I'm not sure on all the rules but fully mechanical only cameras are not capable of producing electrical interference. A light meter or auto f-stop does not apply here as those systems use only a tiny amount of DC current just like a wristwatch.

Pogie-- one of my mom's cats.
A common spider in Micronesia. This species sometimes has bright iridescent markings. I will probably show you more and better pictures of this spider in a future post.

The girls of Bali make these offerings for the Hindu gods. They are intricate and require lots of time to make. They look somewhat like sushi. I have seen offerings like rice, spices, flowers, incense, as well as tobacco, beer and cigarettes and other stuff left burning or open for the God's to enjoy. Insects, birds and really nasty dogs end up getting most of it. They are refreshing however because of all the incense. I admire the discipline and most of all, deep respect for all life. They are woven out of palm tree leaves into boxes in which the offerings are placed inside or near.
A flashback shot-- I think I already showed you this spider but in case not--here is a Huntsman spider in Bali. They are somewhat related to the white crab spiders in the USA.

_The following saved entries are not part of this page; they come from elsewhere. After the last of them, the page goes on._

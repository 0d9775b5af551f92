//! Error taxonomy returned by profile repositories.

use crate::model::ids::InvalidIdentifier;
use crate::store::{Collection, StoreError, UnknownCollection};
use std::error::Error;
use std::fmt::{Display, Formatter};

pub type ProfileResult<T> = Result<T, ProfileError>;

/// Step of a user create at which a sub-write failed.
#[derive(Debug, Clone, Copy, PartialEq, Eq)]
pub enum CreateStage {
    Cards,
    Addresses,
    Customer,
}

impl Display for CreateStage {
    fn fmt(&self, f: &mut Formatter<'_>) -> std::fmt::Result {
        f.write_str(match self {
            Self::Cards => "cards",
            Self::Addresses => "addresses",
            Self::Customer => "customer",
        })
    }
}

#[derive(Debug)]
pub enum ProfileError {
    /// Malformed id string, rejected before any store call.
    InvalidIdentifier(InvalidIdentifier),
    /// Well-formed lookup with no matching document.
    NotFound { collection: Collection, key: String },
    UnknownCollection(UnknownCollection),
    /// Transport, timeout or driver failure.
    Store(StoreError),
    /// User create failed after `written` attribute documents were stored.
    /// Those documents were handed to cleanup before this error was returned;
    /// `source` is the failure that aborted the create.
    PartialWrite {
        stage: CreateStage,
        written: usize,
        source: StoreError,
    },
    /// Attribute `attr_id` was stored but linking it to its owner failed.
    /// The document stays in `collection` until deleted or linked again.
    Unlinked {
        collection: Collection,
        attr_id: String,
        source: Box<ProfileError>,
    },
}

impl ProfileError {
    pub fn not_found(collection: Collection, key: impl Into<String>) -> Self {
        Self::NotFound {
            collection,
            key: key.into(),
        }
    }

    pub fn is_not_found(&self) -> bool {
        matches!(self, Self::NotFound { .. })
    }

    pub fn is_invalid_identifier(&self) -> bool {
        matches!(self, Self::InvalidIdentifier(_))
    }
}

impl Display for ProfileError {
    fn fmt(&self, f: &mut Formatter<'_>) -> std::fmt::Result {
        match self {
            Self::InvalidIdentifier(err) => write!(f, "{err}"),
            Self::NotFound { collection, key } => write!(f, "{collection} not found: {key}"),
            Self::UnknownCollection(err) => write!(f, "{err}"),
            Self::Store(err) => write!(f, "{err}"),
            Self::PartialWrite {
                stage,
                written,
                source,
            } => write!(
                f,
                "user create failed at {stage} after {written} attribute writes: {source}"
            ),
            Self::Unlinked {
                collection,
                attr_id,
                source,
            } => write!(f, "{collection} {attr_id} stored but not linked: {source}"),
        }
    }
}

impl Error for ProfileError {
    fn source(&self) -> Option<&(dyn Error + 'static)> {
        match self {
            Self::InvalidIdentifier(err) => Some(err),
            Self::UnknownCollection(err) => Some(err),
            Self::Store(err) => Some(err),
            Self::PartialWrite { source, .. } => Some(source),
            Self::Unlinked { source, .. } => Some(&**source),
            Self::NotFound { .. } => None,
        }
    }
}

impl From<InvalidIdentifier> for ProfileError {
    fn from(value: InvalidIdentifier) -> Self {
        Self::InvalidIdentifier(value)
    }
}

impl From<UnknownCollection> for ProfileError {
    fn from(value: UnknownCollection) -> Self {
        Self::UnknownCollection(value)
    }
}

impl From<StoreError> for ProfileError {
    fn from(value: StoreError) -> Self {
        Self::Store(value)
    }
}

This shot was not easy. It was not done with any Photo-edit program. I did this all with the camera and gear. No edits at all here, only my name and copyright were stamped on.

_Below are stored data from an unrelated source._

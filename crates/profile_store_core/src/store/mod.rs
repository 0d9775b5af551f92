//! Document-store contract used by the profile repositories.
//!
//! # Responsibility
//! - Name the fixed collections of the storage contract.
//! - Define the primitive operations the consistency protocol relies on.
//! - Classify driver failures into store-level errors.
//!
//! # Invariants
//! - Each primitive is atomic on its own; none spans collections.
//! - `add_to_set`/`pull`/`pull_all` are atomic set updates, so concurrent
//!   membership changes on one document never lose a write.
//! - Documents are JSON objects carrying their primary key under `_id`.

use crate::db::DbError;
use crate::model::ids::ObjectId;
use serde::de::DeserializeOwned;
use serde::Serialize;
use std::error::Error;
use std::fmt::{Display, Formatter};
use std::str::FromStr;

mod sqlite;

pub use sqlite::SqliteDocumentStore;

/// JSON document as exchanged with a store.
pub type Document = serde_json::Value;

pub type StoreResult<T> = Result<T, StoreError>;

/// Collections of the storage contract.
#[derive(Debug, Clone, Copy, PartialEq, Eq, Hash)]
pub enum Collection {
    Customers,
    Cards,
    Addresses,
}

impl Collection {
    pub const ALL: [Collection; 3] = [Self::Customers, Self::Cards, Self::Addresses];

    pub fn as_str(self) -> &'static str {
        match self {
            Self::Customers => "customers",
            Self::Cards => "cards",
            Self::Addresses => "addresses",
        }
    }
}

impl Display for Collection {
    fn fmt(&self, f: &mut Formatter<'_>) -> std::fmt::Result {
        f.write_str(self.as_str())
    }
}

/// Collection name that is not part of the storage contract.
#[derive(Debug, Clone, PartialEq, Eq)]
pub struct UnknownCollection(pub String);

impl Display for UnknownCollection {
    fn fmt(&self, f: &mut Formatter<'_>) -> std::fmt::Result {
        write!(f, "unknown collection `{}`", self.0)
    }
}

impl Error for UnknownCollection {}

impl FromStr for Collection {
    type Err = UnknownCollection;

    fn from_str(s: &str) -> Result<Self, Self::Err> {
        Self::ALL
            .into_iter()
            .find(|collection| collection.as_str() == s)
            .ok_or_else(|| UnknownCollection(s.to_string()))
    }
}

/// Store-level failure, independent of which operation was running.
#[derive(Debug)]
pub enum StoreError {
    /// Driver or bootstrap failure.
    Db(DbError),
    /// Write rejected by a uniqueness constraint.
    Conflict(String),
    /// No session could be acquired within the configured timeout.
    Unavailable(String),
    /// Persisted document does not match the expected shape.
    MalformedDocument(String),
    Serialization(serde_json::Error),
}

impl Display for StoreError {
    fn fmt(&self, f: &mut Formatter<'_>) -> std::fmt::Result {
        match self {
            Self::Db(err) => write!(f, "{err}"),
            Self::Conflict(message) => write!(f, "write conflict: {message}"),
            Self::Unavailable(message) => write!(f, "store unavailable: {message}"),
            Self::MalformedDocument(message) => write!(f, "malformed document: {message}"),
            Self::Serialization(err) => write!(f, "document encoding failed: {err}"),
        }
    }
}

impl Error for StoreError {
    fn source(&self) -> Option<&(dyn Error + 'static)> {
        match self {
            Self::Db(err) => Some(err),
            Self::Serialization(err) => Some(err),
            Self::Conflict(_) | Self::Unavailable(_) | Self::MalformedDocument(_) => None,
        }
    }
}

impl From<DbError> for StoreError {
    fn from(value: DbError) -> Self {
        Self::Db(value)
    }
}

impl From<rusqlite::Error> for StoreError {
    fn from(value: rusqlite::Error) -> Self {
        match &value {
            rusqlite::Error::SqliteFailure(code, message)
                if code.code == rusqlite::ErrorCode::ConstraintViolation =>
            {
                Self::Conflict(message.clone().unwrap_or_else(|| code.to_string()))
            }
            _ => Self::Db(DbError::Sqlite(value)),
        }
    }
}

impl From<serde_json::Error> for StoreError {
    fn from(value: serde_json::Error) -> Self {
        Self::Serialization(value)
    }
}

/// Primitive operations over the fixed collections.
///
/// Implementations acquire and release their own session per call.
pub trait DocumentStore: Send + Sync {
    /// Inserts a new document. Its `_id` must not exist yet.
    fn insert(&self, collection: Collection, document: &Document) -> StoreResult<()>;

    fn find_by_id(&self, collection: Collection, id: ObjectId) -> StoreResult<Option<Document>>;

    /// Returns the documents whose `_id` is in `ids`, in store order.
    /// Missing ids are skipped.
    fn find_by_ids(&self, collection: Collection, ids: &[ObjectId]) -> StoreResult<Vec<Document>>;

    /// Returns the first document whose top-level string `field` equals `value`.
    fn find_by_field(
        &self,
        collection: Collection,
        field: &str,
        value: &str,
    ) -> StoreResult<Option<Document>>;

    /// Returns at most `limit` documents in store order.
    fn find_all(&self, collection: Collection, limit: u32) -> StoreResult<Vec<Document>>;

    /// Adds `value` to the array `field` of document `id` unless present.
    /// Returns `false` when no document matched `id`.
    fn add_to_set(
        &self,
        collection: Collection,
        id: ObjectId,
        field: &str,
        value: ObjectId,
    ) -> StoreResult<bool>;

    /// Removes `value` from the array `field` of document `id`.
    /// Returns `false` when no document matched `id`.
    fn pull(
        &self,
        collection: Collection,
        id: ObjectId,
        field: &str,
        value: ObjectId,
    ) -> StoreResult<bool>;

    /// Removes `value` from the array `field` of every document in the
    /// collection. Returns the number of documents modified.
    fn pull_all(&self, collection: Collection, field: &str, value: ObjectId) -> StoreResult<u64>;

    /// Deletes the documents whose `_id` is in `ids`. Absent ids are ignored.
    /// Returns the number of documents removed.
    fn delete_many(&self, collection: Collection, ids: &[ObjectId]) -> StoreResult<u64>;

    fn ping(&self) -> StoreResult<()>;
}

impl<S: DocumentStore + ?Sized> DocumentStore for &S {
    fn insert(&self, collection: Collection, document: &Document) -> StoreResult<()> {
        (**self).insert(collection, document)
    }

    fn find_by_id(&self, collection: Collection, id: ObjectId) -> StoreResult<Option<Document>> {
        (**self).find_by_id(collection, id)
    }

    fn find_by_ids(&self, collection: Collection, ids: &[ObjectId]) -> StoreResult<Vec<Document>> {
        (**self).find_by_ids(collection, ids)
    }

    fn find_by_field(
        &self,
        collection: Collection,
        field: &str,
        value: &str,
    ) -> StoreResult<Option<Document>> {
        (**self).find_by_field(collection, field, value)
    }

    fn find_all(&self, collection: Collection, limit: u32) -> StoreResult<Vec<Document>> {
        (**self).find_all(collection, limit)
    }

    fn add_to_set(
        &self,
        collection: Collection,
        id: ObjectId,
        field: &str,
        value: ObjectId,
    ) -> StoreResult<bool> {
        (**self).add_to_set(collection, id, field, value)
    }

    fn pull(
        &self,
        collection: Collection,
        id: ObjectId,
        field: &str,
        value: ObjectId,
    ) -> StoreResult<bool> {
        (**self).pull(collection, id, field, value)
    }

    fn pull_all(&self, collection: Collection, field: &str, value: ObjectId) -> StoreResult<u64> {
        (**self).pull_all(collection, field, value)
    }

    fn delete_many(&self, collection: Collection, ids: &[ObjectId]) -> StoreResult<u64> {
        (**self).delete_many(collection, ids)
    }

    fn ping(&self) -> StoreResult<()> {
        (**self).ping()
    }
}

/// Serializes a stored shape into a document.
pub fn encode<T: Serialize>(value: &T) -> StoreResult<Document> {
    let document = serde_json::to_value(value)?;
    if !document.is_object() {
        return Err(StoreError::MalformedDocument(
            "top-level document must be an object".to_string(),
        ));
    }
    Ok(document)
}

/// Deserializes a document read from `collection`.
pub fn decode<T: DeserializeOwned>(collection: Collection, document: Document) -> StoreResult<T> {
    serde_json::from_value(document)
        .map_err(|err| StoreError::MalformedDocument(format!("{collection}: {err}")))
}

/// Reads the `_id` of a document.
pub fn document_id(document: &Document) -> StoreResult<ObjectId> {
    let raw = document
        .get("_id")
        .and_then(Document::as_str)
        .ok_or_else(|| StoreError::MalformedDocument("document has no string `_id`".to_string()))?;
    ObjectId::parse(raw).map_err(|err| StoreError::MalformedDocument(err.to_string()))
}

#[cfg(test)]
mod tests {
    use super::{document_id, encode, Collection, StoreError};
    use crate::model::ids::ObjectId;
    use serde_json::json;

    #[test]
    fn collection_names_parse_back() {
        for collection in Collection::ALL {
            assert_eq!(collection.as_str().parse::<Collection>().unwrap(), collection);
        }
        let err = "orders".parse::<Collection>().unwrap_err();
        assert_eq!(err.0, "orders");
    }

    #[test]
    fn encode_rejects_non_object_documents() {
        assert!(matches!(
            encode(&vec![1, 2, 3]),
            Err(StoreError::MalformedDocument(_))
        ));
    }

    #[test]
    fn document_id_requires_valid_hex() {
        let id = ObjectId::new();
        assert_eq!(document_id(&json!({ "_id": id.to_hex() })).unwrap(), id);
        assert!(document_id(&json!({ "_id": "nope" })).is_err());
        assert!(document_id(&json!({ "name": "x" })).is_err());
    }
}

I often find ordinary objects can show a sense of interesting beauty. I bring a SLR nearly everywhere I go. You never know when you will get the shot or find something worth taking pictures of. Observe privacy. Ask permission when taking photos in any business or building.
It helps to have buisness cards to show you are really a photographer and not planning some kind of crime. Sadly, I have had to deal with the police several times. People are parioned these days. Since I got my larger digital SLRs I have not been bothered. What crimaial would use such a huge lens and camera to plan some kind of robbery? The police have allways treated me well. If you are out walking taking pictures--bring ID. Something I nearly had to learn the hard way.

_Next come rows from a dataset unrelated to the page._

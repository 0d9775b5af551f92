//! Value objects exchanged with callers and their persisted wrappers.
//!
//! # Responsibility
//! - Define the plain `User`/`Card`/`Address` shapes callers work with.
//! - Define the stored shapes that pair a value with its native id.
//! - Own the identity codec between native ids and hex strings.
//!
//! # Invariants
//! - Value-object ids are either empty (not persisted) or lowercase hex.
//! - Membership id lists exist only on the stored user, never on `User`.

pub mod attributes;
pub mod ids;
pub mod stored;
pub mod user;
//! Schema migration registry and executor.
//!
//! # Responsibility
//! - Register schema migrations in strictly increasing order.
//! - Apply pending migrations atomically.
//!
//! # Invariants
//! - `version` values must remain monotonic.
//! - Applied migration version is mirrored to `PRAGMA user_version`.
//! - A database newer than this binary is refused, never downgraded.

use crate::db::{DbError, DbResult};
use log::info;
use rusqlite::{Connection, TransactionBehavior};

#[derive(Debug, Clone, Copy)]
struct Migration {
    version: u32,
    name: &'static str,
    sql: &'static str,
}

const MIGRATIONS: &[Migration] = &[
    Migration {
        version: 1,
        name: "collections",
        sql: include_str!("0001_collections.sql"),
    },
    Migration {
        version: 2,
        name: "customer_username_index",
        sql: include_str!("0002_customer_username_index.sql"),
    },
];

/// Returns the latest migration version known by this binary.
pub fn latest_version() -> u32 {
    MIGRATIONS.last().map_or(0, |migration| migration.version)
}

/// Applies all pending migrations on the provided connection.
///
/// Takes a write lock up front so two connections opening the same file
/// cannot both apply the same step.
pub fn apply_migrations(conn: &mut Connection) -> DbResult<()> {
    let latest = latest_version();
    let tx = conn.transaction_with_behavior(TransactionBehavior::Immediate)?;
    let current_version = current_user_version(&tx)?;

    if current_version > latest {
        return Err(DbError::UnsupportedSchemaVersion {
            db_version: current_version,
            latest_supported: latest,
        });
    }

    if current_version == latest {
        return Ok(());
    }

    for migration in MIGRATIONS
        .iter()
        .filter(|migration| migration.version > current_version)
    {
        tx.execute_batch(migration.sql)?;
        tx.execute_batch(&format!("PRAGMA user_version = {};", migration.version))?;
        info!(
            "event=migrations_apply module=db status=ok version={} name={}",
            migration.version, migration.name
        );
    }
    tx.commit()?;

    Ok(())
}

fn current_user_version(conn: &Connection) -> DbResult<u32> {
    let version = conn.query_row("PRAGMA user_version;", [], |row| row.get::<_, u32>(0))?;
    Ok(version)
}
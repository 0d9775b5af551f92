use profile_store_core::db::migrations::latest_version;
use profile_store_core::db::{open_db, open_db_in_memory, DbError};
use rusqlite::Connection;
use std::time::Duration;

const BUSY: Duration = Duration::from_secs(1);

#[test]
fn open_db_in_memory_applies_all_migrations() {
    let conn = open_db_in_memory(BUSY).unwrap();

    assert_eq!(schema_version(&conn), latest_version());
    assert_table_exists(&conn, "customers");
    assert_table_exists(&conn, "cards");
    assert_table_exists(&conn, "addresses");
    assert_index_exists(&conn, "idx_customers_username");
}

#[test]
fn opening_same_database_twice_is_idempotent() {
    let dir = tempfile::tempdir().unwrap();
    let path = dir.path().join("profiles.db");

    let conn_first = open_db(&path, BUSY).unwrap();
    assert_eq!(schema_version(&conn_first), latest_version());
    drop(conn_first);

    let conn_second = open_db(&path, BUSY).unwrap();
    assert_eq!(schema_version(&conn_second), latest_version());
    assert_table_exists(&conn_second, "customers");
}

#[test]
fn opening_database_with_newer_schema_version_returns_error() {
    let dir = tempfile::tempdir().unwrap();
    let path = dir.path().join("future.db");

    let conn = Connection::open(&path).unwrap();
    conn.execute_batch("PRAGMA user_version = 999;").unwrap();
    drop(conn);

    let err = open_db(&path, BUSY).unwrap_err();
    match err {
        DbError::UnsupportedSchemaVersion {
            db_version,
            latest_supported,
        } => {
            assert_eq!(db_version, 999);
            assert_eq!(latest_supported, latest_version());
        }
        other => panic!("unexpected error: {other}"),
    }
}

#[test]
fn bodies_must_be_valid_json() {
    let conn = open_db_in_memory(BUSY).unwrap();
    let result = conn.execute(
        "INSERT INTO cards (id, body) VALUES ('x', 'not json');",
        [],
    );
    assert!(result.is_err());
}

fn schema_version(conn: &Connection) -> u32 {
    conn.query_row("PRAGMA user_version;", [], |row| row.get(0))
        .unwrap()
}

fn assert_table_exists(conn: &Connection, table_name: &str) {
    assert_schema_object(conn, "table", table_name);
}

fn assert_index_exists(conn: &Connection, index_name: &str) {
    assert_schema_object(conn, "index", index_name);
}

fn assert_schema_object(conn: &Connection, kind: &str, name: &str) {
    let exists: i64 = conn
        .query_row(
            "SELECT EXISTS(
                SELECT 1
                FROM sqlite_master
                WHERE type = ?1 AND name = ?2
            );",
            [kind, name],
            |row| row.get(0),
        )
        .unwrap();
    assert_eq!(exists, 1, "{kind} {name} does not exist");
}
fn row_to_chat_session(row: &Row) -> rusqlite::Result<ChatSession> {
    let messages_raw: String = row.get(1)?;
    let messages = serde_json::from_str(&messages_raw).map_err(|e| {
        rusqlite::Error::FromSqlConversionFailure(1, rusqlite::types::Type::Text, Box::new(e))
    })?;

    let feedback_raw: Option<String> = row.get(2)?;
    let feedback = match feedback_raw {
        Some(raw) => Some(serde_json::from_str(&raw).map_err(|e| {
            rusqlite::Error::FromSqlConversionFailure(2, rusqlite::types::Type::Text, Box::new(e))
        })?),
        None => None,
    };

    Ok(ChatSession {
        id: row.get(0)?,
        messages,
        feedback,
        created_at: row.get(3)?,
    })
}

#[cfg(test)]
mod tests {
    use super::*;
    use crate::models::{ChatMessage, Sender, SessionFeedback, YesNo};
    use tempfile::TempDir;

    fn test_db() -> (Database, TempDir) {
        let dir = TempDir::new().expect("temp dir");
        let db = Database::new(&dir.path().join("test.db")).expect("open database");
        (db, dir)
    }

    fn sample_feedback() -> Feedback {
        Feedback::new("Amina", "a@example.com", "Great!").unwrap()
    }

    #[test]
    fn create_and_get_feedback_roundtrip() {
        let (db, _dir) = test_db();
        let feedback = sample_feedback();
        db.create_feedback(&feedback).unwrap();

        let first = db.get_feedback_by_id(&feedback.id).unwrap();
        assert_eq!(first.name, "Amina");
        assert_eq!(first.status, FeedbackStatus::Pending);
        assert!(!first.email_sent);

        // Reads are idempotent absent intervening writes.
        let second = db.get_feedback_by_id(&feedback.id).unwrap();
        assert_eq!(
            serde_json::to_value(&first).unwrap(),
            serde_json::to_value(&second).unwrap()
        );
    }

    #[test]
    fn get_missing_feedback_is_not_found() {
        let (db, _dir) = test_db();
        match db.get_feedback_by_id("no-such-id") {
            Err(AppError::NotFound(msg)) => assert_eq!(msg, "Feedback not found"),
            other => panic!("expected NotFound, got {other:?}"),
        }
    }

    #[test]
    fn list_feedback_paginates_newest_first() {
        let (db, _dir) = test_db();
        for i in 0..15i64 {
            let mut feedback =
                Feedback::new(&format!("User {i}"), "u@example.com", "hello").unwrap();
            // Distinct timestamps so ordering is deterministic.
            feedback.created_at = 1_000 + i;
            db.create_feedback(&feedback).unwrap();
        }

        let (page_one, total) = db.list_feedback(None, 1, 10).unwrap();
        assert_eq!(total, 15);
        assert_eq!(page_one.len(), 10);
        assert_eq!(page_one[0].name, "User 14");

        let (page_two, _) = db.list_feedback(None, 2, 10).unwrap();
        assert_eq!(page_two.len(), 5);
        assert_eq!(page_two[4].name, "User 0");
    }

    #[test]
    fn list_feedback_tolerates_extreme_page_and_limit() {
        let (db, _dir) = test_db();
        db.create_feedback(&sample_feedback()).unwrap();

        // A page far past the data yields an empty page, not an overflow.
        let (rows, total) = db.list_feedback(None, u64::MAX, 10).unwrap();
        assert!(rows.is_empty());
        assert_eq!(total, 1);

        let (rows, total) = db.list_feedback(None, u64::MAX, u64::MAX).unwrap();
        assert!(rows.is_empty());
        assert_eq!(total, 1);

        // An oversized limit is capped, and the first page still resolves.
        let (rows, total) = db.list_feedback(None, 1, u64::MAX).unwrap();
        assert_eq!(rows.len(), 1);
        assert_eq!(total, 1);
    }

    #[test]
    fn list_feedback_filters_by_status() {
        let (db, _dir) = test_db();
        let a = sample_feedback();
        let b = sample_feedback();
        db.create_feedback(&a).unwrap();
        db.create_feedback(&b).unwrap();
        db.update_feedback_status(&a.id, FeedbackStatus::Read)
            .unwrap();

        let (read, total) = db.list_feedback(Some("read"), 1, 10).unwrap();
        assert_eq!(total, 1);
        assert_eq!(read[0].id, a.id);

        // An unrecognized status matches nothing rather than erroring.
        let (none, total) = db.list_feedback(Some("archived"), 1, 10).unwrap();
        assert!(none.is_empty());
        assert_eq!(total, 0);
    }

    #[test]
    fn update_status_persists_and_missing_id_fails() {
        let (db, _dir) = test_db();
        let feedback = sample_feedback();
        db.create_feedback(&feedback).unwrap();

        let updated = db
            .update_feedback_status(&feedback.id, FeedbackStatus::Responded)
            .unwrap();
        assert_eq!(updated.status, FeedbackStatus::Responded);

        assert!(matches!(
            db.update_feedback_status("missing", FeedbackStatus::Read),
            Err(AppError::NotFound(_))
        ));
    }

    #[test]
    fn mark_email_sent_transitions_once() {
        let (db, _dir) = test_db();
        let feedback = sample_feedback();
        db.create_feedback(&feedback).unwrap();

        db.mark_email_sent(&feedback.id).unwrap();
        assert!(db.get_feedback_by_id(&feedback.id).unwrap().email_sent);

        // Marking again is a no-op, never a reversal.
        db.mark_email_sent(&feedback.id).unwrap();
        assert!(db.get_feedback_by_id(&feedback.id).unwrap().email_sent);
    }

    #[test]
    fn delete_feedback_removes_row() {
        let (db, _dir) = test_db();
        let feedback = sample_feedback();
        db.create_feedback(&feedback).unwrap();

        db.delete_feedback(&feedback.id).unwrap();
        assert!(matches!(
            db.get_feedback_by_id(&feedback.id),
            Err(AppError::NotFound(_))
        ));
        assert!(matches!(
            db.delete_feedback(&feedback.id),
            Err(AppError::NotFound(_))
        ));
    }

    #[test]
    fn chat_session_roundtrip_preserves_order_and_feedback() {
        let (db, _dir) = test_db();
        let session = ChatSession::new(
            vec![
                ChatMessage {
                    sender: Sender::User,
                    text: "hi".to_string(),
                    timestamp: 1,
                },
                ChatMessage {
                    sender: Sender::Bot,
                    text: "hello".to_string(),
                    timestamp: 2,
                },
            ],
            Some(SessionFeedback {
                is_accurate: Some(YesNo::Yes),
                is_fast: None,
                would_use_again: Some(YesNo::No),
                rating: Some(4),
                comments: Some("ok".to_string()),
            }),
        );
        db.create_chat_session(&session).unwrap();

        let sessions = db.get_all_chat_sessions().unwrap();
        assert_eq!(sessions.len(), 1);
        let stored = &sessions[0];
        assert_eq!(stored.id, session.id);
        assert_eq!(stored.messages.len(), 2);
        assert_eq!(stored.messages[0].sender, Sender::User);
        assert_eq!(stored.messages[1].text, "hello");
        let feedback = stored.feedback.as_ref().unwrap();
        assert_eq!(feedback.rating, Some(4));
        assert_eq!(feedback.is_fast, None);
    }

    #[test]
    fn chat_sessions_listed_newest_first() {
        let (db, _dir) = test_db();
        let mut older = ChatSession::new(
            vec![ChatMessage {
                sender: Sender::User,
                text: "first".to_string(),
                timestamp: 1,
            }],
            None,
        );
        older.created_at = 100;
        let mut newer = ChatSession::new(
            vec![ChatMessage {
                sender: Sender::User,
                text: "second".to_string(),
                timestamp: 2,
            }],
            None,
        );
        newer.created_at = 200;

        db.create_chat_session(&older).unwrap();
        db.create_chat_session(&newer).unwrap();

        let sessions = db.get_all_chat_sessions().unwrap();
        assert_eq!(sessions[0].id, newer.id);
        assert_eq!(sessions[1].id, older.id);
    }
}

Most public places let you take pictures. Here I was holding my camera in a painful position while petting this shark. I am not certain, but it is probably a baby nurse shark. Nurse sharks look dangerous but you would have to grab one and shove your hand into it's mouth to get bit. So I have been told and seen on educational channels. They have a mouth that sucks in fish and stuff. Something like that. Yes, this is real and they did let me pet this live shark. They do feel a bit like fine sand paper.
Here is an icon of Guam and the Northern Marianas. Homes blown to peaces and then re-built as best they can do. Too many people over there live in homes like this. They can't afford to repair and no company in there right mind insures over there except for insane prices. A class 4 or 5 typhoon hits the islands about once every 7-10 years. I went through Chata'an. (Sorry I have no idea how to spell it). I lived three stoires up. No watter. No working toylet. Nothing except an emergency power system that surved me very well. I built it uppon moveing there knowing that I would eventually have to go through one of these things. It ripped off my metal screen door with full sized hinges clean off the wall. The hinges were large enough for a any regular home dead bolted door--one I found still on my doorstep, it was bent nearly in half. It would be difficult to do that even with a vice and a large pair of pliars. The power is incredible. And yah, the rain does hurt. It took all my strength to open my door which nearly smashed in half when it slammed behind me. I wish I had pictures. A bank of deep cycle batteries connected to switches and an old amp meter that led to several inverters converted from EPS units ran my stuff. I was able to power a 20something inch TV, a VCR, DVD, large fan and full bright 70w lightbulb. My stario system and other things as well tied in. I was able to also power my laptop. For a short time I back-wired my apartment with a 400w transformer inverter and lit it up. For miles all you could see was little candles. And my stario was blasting and my lights were all on in a show of defince. I really loved that setup! We did not get power or suage or regular watter for over a month. It was not easy but I had it far better then most.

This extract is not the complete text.